Criar é como cozinhar. Os ingredientes sempre estiveram disponíveis . Basta combiná-los de maneira diferente.Ninguém é original. E quem se acha original padece de uma umbilical presunção rapidamente afastada pelos dados objectivos do real.
Verdadeiramente original foi Deus para as religiões e energias para as ciências. Deus é um atleta.Criativos somos todos. Originais só os deuses atletas.
Quando alguém pensa que é original esquece que existem mais seis biliões de seres fisiologicamente e anatomicamente iguais a ele.
E as almas imitam-se? Não. Transmutam-se entre o ser e a razão, o ter consciência de si e ter o sentimento do outro.Se o quotidiano é fisiologicamente monótono por sua vez o essencial é intemporal e fora do espaço.
Criar é recriar. Criar não vem do nada. Algo existe: No mundo das ideias e das experiências. João Lobo Antunes num trabalho notável sobre José Cardoso Pires relata a questão da escrita branca no ensaio “ De profundis, valsa lenta”.
E tudo que existe é susceptível de recriação? Ou terá que existir uma supra-identidade que fará a aferição do que é recriável e do que não é recriável?
Toda a realidade , que tem uma insofismável vertente irracional expressa na violência, é susceptível de ser abordada.
As formas de arte contemporânea através das suas vertentes expressivas visam a catarse de um mundo , em que a violência não sendo compreendida ,é aceite e quando muita tentada a ser explicada ou pelo menos demonstrada.

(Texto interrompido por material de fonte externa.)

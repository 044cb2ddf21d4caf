//! Version command

use crate::app::AppContext;

/// Run the version command.
pub fn run(app: &AppContext) {
    let version = env!("CARGO_PKG_VERSION");

    if app.is_json() {
        let obj = serde_json::json!({
            "version": version,
            "api_version": lxd_api::API_VERSION,
        });
        println!("{obj}");
    } else {
        println!("lxc {version} (API {})", lxd_api::API_VERSION);
    }
}
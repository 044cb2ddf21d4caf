pub mod operation;
pub mod types;

pub use operation::{Operation, OperationStatus};
pub use types::*;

A este propósito Hitchcock dizia que o cinema é como um pedaço de bolo. Uma metáfora que resume o que é o cinema: Fazendo parte da vida pode ser facilmente autonomizável. Também Hitchcock gostava de culinária na vertente das sobremesas.
Todas as formas de arte não existem para nos servir. Tal como a realidade não conspira para sermos plenamente felizes. Se assim fosse existiria um directório , à boa maneira de Aldous Huxley, que nos imponha uma ideia de arte e de vida. As sociedades consumistas oferecem esse catálogo. Só escolhemos o que nos agrada, porque lidar com o desagradável torna-nos inseguros.
Ou seja, não é a realidade e a criação que tem de se adaptar a nós. Somos nós que temos de recriar a realidade. A isso chama-se o nascimento de uma obra de arte.
A angústia do artista, que é um recriador , é estar sempre em confronto com a realidade: ou se atrasa ou avança sobre ela. Nestes casos, não suportando a mesma aliena-se nos mundos virtuais . Se realmente a aceita e a acompanha, transforma-a.
Contrariando Óscar Wilde, a arte pode ser perfeitamente útil.Do nascimento da estética , a ética será sempre a baby -sister.